Firetide Routers Automatically Form Mesh LANs

 
 
By Anne Chen  |  Posted 2004-05-10 Print this article Print
 
 
 
 
 
 
 

Firetide's HotPoint 1000S routers enable wireless mesh networks, side-stepping costly cable.

Firetides HotPoint 1000S wireless mesh routers provide a cost-effective, efficient solution for enterprises looking to unwire their LANs.

When deployed, Firetides HotPoint wireless mesh routers ($799 each) automatically form a mesh network, enabling an enterprise to avoid costly standard LAN cabling.

Each HotPoint router includes three standard 10/100M-bps Ethernet ports for connecting access points and other devices. My test network consisted of five HotPoint wireless mesh routers, a NetGear WG602 wireless access point and a Panasonic WV-NM100 network camera.

The routers operate at 802.11b speed and form an IP network supporting multihop, point-to-point and multicast routing. Like the Internet, the wireless mesh network offers multiple redundant communications paths throughout the network. When I pulled one router off my network of five routers, for example, there was no discernible degradation.

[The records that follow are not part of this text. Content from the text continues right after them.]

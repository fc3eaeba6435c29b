//! # Configuration
//!
//! Centralizes all settings with a clear override hierarchy:
//! defaults → config file → env vars → CLI flags.
//!
//! Config lives at `~/.regimen/config.toml`. If missing on first run, a
//! commented-out default is generated so users can discover all options.

use log::{debug, info, warn};
use serde::{Deserialize, Serialize};
use std::fmt;
use std::fs;
use std::path::PathBuf;

// ============================================================================
// Config Structs (all fields Option<T> for sparse TOML)
// ============================================================================

#[derive(Debug, Default, Deserialize, Serialize)]
pub struct RegimenConfig {
    #[serde(default)]
    pub server: ServerConfig,
}

#[derive(Debug, Default, Deserialize, Serialize)]
pub struct ServerConfig {
    pub base_url: Option<String>,
}

// ============================================================================
// Defaults
// ============================================================================

/// The backend's development server default.
pub const DEFAULT_BASE_URL: &str = "http://localhost:5000";

// ============================================================================
// Resolved Config (concrete values, no Options)
// ============================================================================

#[derive(Debug, Clone)]
pub struct ResolvedConfig {
    pub base_url: String,
}

// ============================================================================
// Error Type
// ============================================================================

#[derive(Debug)]
pub enum ConfigError {
    Io(std::io::Error),
    Parse(toml::de::Error),
}

impl fmt::Display for ConfigError {
    fn fmt(&self, f: &mut fmt::Formatter<'_>) -> fmt::Result {
        match self {
            ConfigError::Io(e) => write!(f, "config I/O error: {e}"),
            ConfigError::Parse(e) => write!(f, "config parse error: {e}"),
        }
    }
}

impl std::error::Error for ConfigError {}

// ============================================================================
// Loading
// ============================================================================

/// Returns the path to `~/.regimen/config.toml`.
pub fn config_path() -> Option<PathBuf> {
    dirs::home_dir().map(|h| h.join(".regimen").join("config.toml"))
}

/// Load config from `~/.regimen/config.toml`.
///
/// If the file doesn't exist, generates a commented-out default and
/// returns `RegimenConfig::default()`. If it exists but is malformed,
/// returns `ConfigError::Parse`.
pub fn load_config() -> Result<RegimenConfig, ConfigError> {
    let path = match config_path() {
        Some(p) => p,
        None => {
            warn!("Could not determine home directory, using default config");
            return Ok(RegimenConfig::default());
        }
    };

    if !path.exists() {
        info!("No config file found, generating default at {}", path.display());
        generate_default_config(&path);
        return Ok(RegimenConfig::default());
    }

    let contents = fs::read_to_string(&path).map_err(ConfigError::Io)?;
    let config: RegimenConfig = toml::from_str(&contents).map_err(ConfigError::Parse)?;
    info!("Loaded config from {}", path.display());
    debug!("Config: {:?}", config);
    Ok(config)
}

/// Generates a commented-out default config file at the given path.
fn generate_default_config(path: &PathBuf) {
    let default_content = r#"# Regimen Configuration
# All settings are optional — defaults are used for anything not specified.
# Override hierarchy: defaults → this file → env vars → CLI flags.

# [server]
# base_url = "http://localhost:5000"   # Or set REGIMEN_BASE_URL env var
"#;

    if let Some(parent) = path.parent() {
        if let Err(e) = fs::create_dir_all(parent) {
            warn!("Failed to create config directory: {}", e);
            return;
        }
    }
    if let Err(e) = fs::write(path, default_content) {
        warn!("Failed to write default config: {}", e);
    }
}

// ============================================================================
// Resolution
// ============================================================================

/// Resolve the final config by collapsing: defaults → config file → env vars
/// → CLI. `cli_base_url` comes from the `--base-url` flag (None = not given).
pub fn resolve(config: &RegimenConfig, cli_base_url: Option<&str>) -> ResolvedConfig {
    let base_url = cli_base_url
        .map(|s| s.to_string())
        .or_else(|| std::env::var("REGIMEN_BASE_URL").ok())
        .or_else(|| config.server.base_url.clone())
        .unwrap_or_else(|| DEFAULT_BASE_URL.to_string());

    // reqwest treats a trailing slash and a bare host differently when
    // joining paths; normalize here so the client can always append.
    let base_url = base_url.trim_end_matches('/').to_string();

    ResolvedConfig { base_url }
}

#[cfg(test)]
mod tests {
    use super::*;

    #[test]
    fn test_resolve_defaults() {
        let config = RegimenConfig::default();
        let resolved = resolve(&config, None);
        assert_eq!(resolved.base_url, DEFAULT_BASE_URL);
    }

    #[test]
    fn test_cli_overrides_file() {
        let config = RegimenConfig {
            server: ServerConfig {
                base_url: Some("http://from-file:8080".to_string()),
            },
        };
        let resolved = resolve(&config, Some("http://from-cli:9090"));
        assert_eq!(resolved.base_url, "http://from-cli:9090");
    }

    #[test]
    fn test_file_value_used_when_no_cli() {
        let config = RegimenConfig {
            server: ServerConfig {
                base_url: Some("http://from-file:8080".to_string()),
            },
        };
        let resolved = resolve(&config, None);
        assert_eq!(resolved.base_url, "http://from-file:8080");
    }

    #[test]
    fn test_trailing_slash_is_stripped() {
        let config = RegimenConfig::default();
        let resolved = resolve(&config, Some("http://host:5000/"));
        assert_eq!(resolved.base_url, "http://host:5000");
    }

    #[test]
    fn test_sparse_toml_parses() {
        let config: RegimenConfig = toml::from_str("").unwrap();
        assert!(config.server.base_url.is_none());

        let config: RegimenConfig =
            toml::from_str("[server]\nbase_url = \"http://x:1\"\n").unwrap();
        assert_eq!(config.server.base_url.as_deref(), Some("http://x:1"));
    }
}
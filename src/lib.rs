//! Regimen library exports for testing

pub mod api;
pub mod core;
pub mod tui;

#[cfg(test)]
pub mod test_support;
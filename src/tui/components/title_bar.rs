//! # TitleBar Component
//!
//! Single status line at the top: application name, record count or the
//! latest status message, and a loading indicator while a request is in
//! flight. Stateless — all props come from the parent each frame.

use crate::tui::component::Component;
use ratatui::Frame;
use ratatui::layout::Rect;
use ratatui::text::Span;

pub struct TitleBar {
    pub status_message: String,
    pub is_loading: bool,
}

impl Component for TitleBar {
    fn render(&mut self, frame: &mut Frame, area: Rect) {
        let title_text = if self.is_loading {
            format!("Regimen | {} | Loading…", self.status_message)
        } else if self.status_message.is_empty() {
            "Regimen".to_string()
        } else {
            format!("Regimen | {}", self.status_message)
        };
        frame.render_widget(Span::raw(title_text), area);
    }
}
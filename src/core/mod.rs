//! # Core Application Logic
//!
//! This module contains Regimen's business logic.
//! It knows nothing about any specific UI technology.
//!
//! ```text
//!                    ┌─────────────────────────┐
//!                    │         CORE            │
//!                    │  (this module)          │
//!                    │                         │
//!                    │  • State (app data)     │
//!                    │  • Action (events)      │
//!                    │  • update() (reducer)   │
//!                    │                         │
//!                    │  No I/O. No UI. Pure.   │
//!                    └───────────┬─────────────┘
//!                                │
//!                ┌───────────────┴───────────────┐
//!                ▼                               ▼
//!         ┌────────────┐                  ┌────────────┐
//!         │    TUI     │                  │    API     │
//!         │  Adapter   │                  │  (reqwest) │
//!         │ (ratatui)  │                  │            │
//!         └────────────┘                  └────────────┘
//! ```
//!
//! ## Modules
//!
//! - [`program`]: The `Program` record and the `validate()` business rule
//! - [`state`]: The `App` struct — all application state in one place
//! - [`action`]: The `Action` enum — everything that can happen in the app
//! - [`config`]: Settings resolution (defaults → file → env → CLI)

pub mod action;
pub mod config;
pub mod program;
pub mod state;
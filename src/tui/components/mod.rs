pub mod editor;
pub mod program_table;
pub mod title_bar;

pub use editor::{EDITOR_HEIGHT, EditorEvent, EditorForm};
pub use program_table::{ProgramTable, ProgramTableState};
pub use title_bar::TitleBar;
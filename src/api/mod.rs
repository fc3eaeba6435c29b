//! # Backend API Seam
//!
//! The data-access layer: four CRUD operations against the program
//! collection, behind a trait so the TUI and the reducer can be tested
//! without a live server.
//!
//! Callers never block on these; the TUI spawns one tokio task per
//! operation and the outcome comes back as an `Action` over the event
//! channel. Requests in flight cannot be cancelled — stale list responses
//! are filtered by sequence number in the reducer instead.

mod client;

pub use client::RestClient;

use std::fmt;

use async_trait::async_trait;

use crate::core::program::{Program, ProgramDraft, ProgramId};

/// Errors that can occur while talking to the backend.
/// No retry logic anywhere: every failure is terminal for its action and
/// surfaces as one error banner.
#[derive(Debug)]
pub enum ApiError {
    /// Network-level failure (timeout, DNS, connection refused).
    Network(String),
    /// The backend answered with a non-2xx status. `detail` is the
    /// server's JSON `detail` field when present, else the raw body.
    Api {
        status: u16,
        status_text: String,
        detail: String,
    },
    /// A 2xx response whose body couldn't be decoded.
    Parse(String),
}

impl fmt::Display for ApiError {
    fn fmt(&self, f: &mut fmt::Formatter<'_>) -> fmt::Result {
        match self {
            ApiError::Network(msg) => write!(f, "network error - {msg}"),
            ApiError::Api {
                status,
                status_text,
                detail,
            } => write!(f, "{status} {status_text} - {detail}"),
            ApiError::Parse(msg) => write!(f, "parse error - {msg}"),
        }
    }
}

impl std::error::Error for ApiError {}

/// The four CRUD operations the backend exposes for programs.
#[async_trait]
pub trait ProgramApi: Send + Sync {
    /// GET the complete program list.
    async fn list(&self) -> Result<Vec<Program>, ApiError>;

    /// POST a new program. The backend assigns and returns the id.
    async fn create(&self, draft: &ProgramDraft) -> Result<Program, ApiError>;

    /// PUT a full-record update of `id`.
    async fn update(&self, id: ProgramId, draft: &ProgramDraft) -> Result<Program, ApiError>;

    /// DELETE the program with `id`. The response body is ignored.
    async fn delete(&self, id: ProgramId) -> Result<(), ApiError>;
}
//! Test utilities shared across the crate.
//!
//! This module is only compiled during tests (`#[cfg(test)]`).

use std::sync::Arc;

use async_trait::async_trait;

use crate::api::{ApiError, ProgramApi};
use crate::core::program::{Program, ProgramDraft, ProgramId};
use crate::core::state::App;

/// A no-op backend for tests that never touch the network.
pub struct NoopApi;

#[async_trait]
impl ProgramApi for NoopApi {
    async fn list(&self) -> Result<Vec<Program>, ApiError> {
        Ok(Vec::new())
    }

    async fn create(&self, draft: &ProgramDraft) -> Result<Program, ApiError> {
        Ok(draft.clone().with_id(1))
    }

    async fn update(&self, id: ProgramId, draft: &ProgramDraft) -> Result<Program, ApiError> {
        Ok(draft.clone().with_id(id))
    }

    async fn delete(&self, _id: ProgramId) -> Result<(), ApiError> {
        Ok(())
    }
}

/// Creates a test App backed by a NoopApi.
pub fn test_app() -> App {
    App::new(Arc::new(NoopApi))
}

/// A record with fixed dates, for table and reducer tests.
pub fn test_program(id: ProgramId, desc: &str) -> Program {
    Program {
        program_id: id,
        program_desc: desc.to_string(),
        date_start: "2024-01-01".to_string(),
        date_end: "2024-02-01".to_string(),
        objective: "Objective".to_string(),
    }
}
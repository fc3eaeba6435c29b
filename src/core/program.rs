//! # Program Records
//!
//! The domain entity: a training program with a description, a date range,
//! and a free-text objective. Field names match the backend's JSON wire
//! format exactly.
//!
//! Dates travel as `YYYY-MM-DD` strings. The backend owns real date
//! semantics; the client only checks lexical ordering, which for this
//! format is equivalent to chronological ordering.

use serde::{Deserialize, Serialize};

/// Server-assigned record identifier.
pub type ProgramId = i64;

/// A persisted program record, as returned by the backend.
#[derive(Debug, Clone, PartialEq, Eq, Deserialize, Serialize)]
pub struct Program {
    pub program_id: ProgramId,
    pub program_desc: String,
    pub date_start: String,
    pub date_end: String,
    pub objective: String,
}

/// An unsaved program: what the editor produces and what `create` sends.
/// The backend assigns the id.
#[derive(Debug, Clone, Default, PartialEq, Eq, Serialize)]
pub struct ProgramDraft {
    pub program_desc: String,
    pub date_start: String,
    pub date_end: String,
    pub objective: String,
}

impl ProgramDraft {
    /// Attach a server-assigned id, producing a full record.
    /// Used to build PUT bodies, which carry the id.
    pub fn with_id(self, id: ProgramId) -> Program {
        Program {
            program_id: id,
            program_desc: self.program_desc,
            date_start: self.date_start,
            date_end: self.date_end,
            objective: self.objective,
        }
    }
}

impl From<Program> for ProgramDraft {
    fn from(p: Program) -> Self {
        Self {
            program_desc: p.program_desc,
            date_start: p.date_start,
            date_end: p.date_end,
            objective: p.objective,
        }
    }
}

/// The only business rule enforced client-side: the description must be
/// non-empty and the start date must precede the end date.
///
/// Comparison is lexical, which matches chronological order for
/// `YYYY-MM-DD` strings. Everything else is the backend's problem.
pub fn validate(program_desc: &str, date_start: &str, date_end: &str) -> bool {
    !program_desc.is_empty() && date_start < date_end
}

I used the products management console to configure my mesh network for private operation with AES encryption. The network also supports third-party VPN and security platforms.

However, the management console doesnt offer the ability to take a router off the network remotely. Thats fine if youre wiring one floor, but if youve wired an entire campus, you probably have better things to do than look for a router thats gone AWOL.

More information is available at www.firetide.com.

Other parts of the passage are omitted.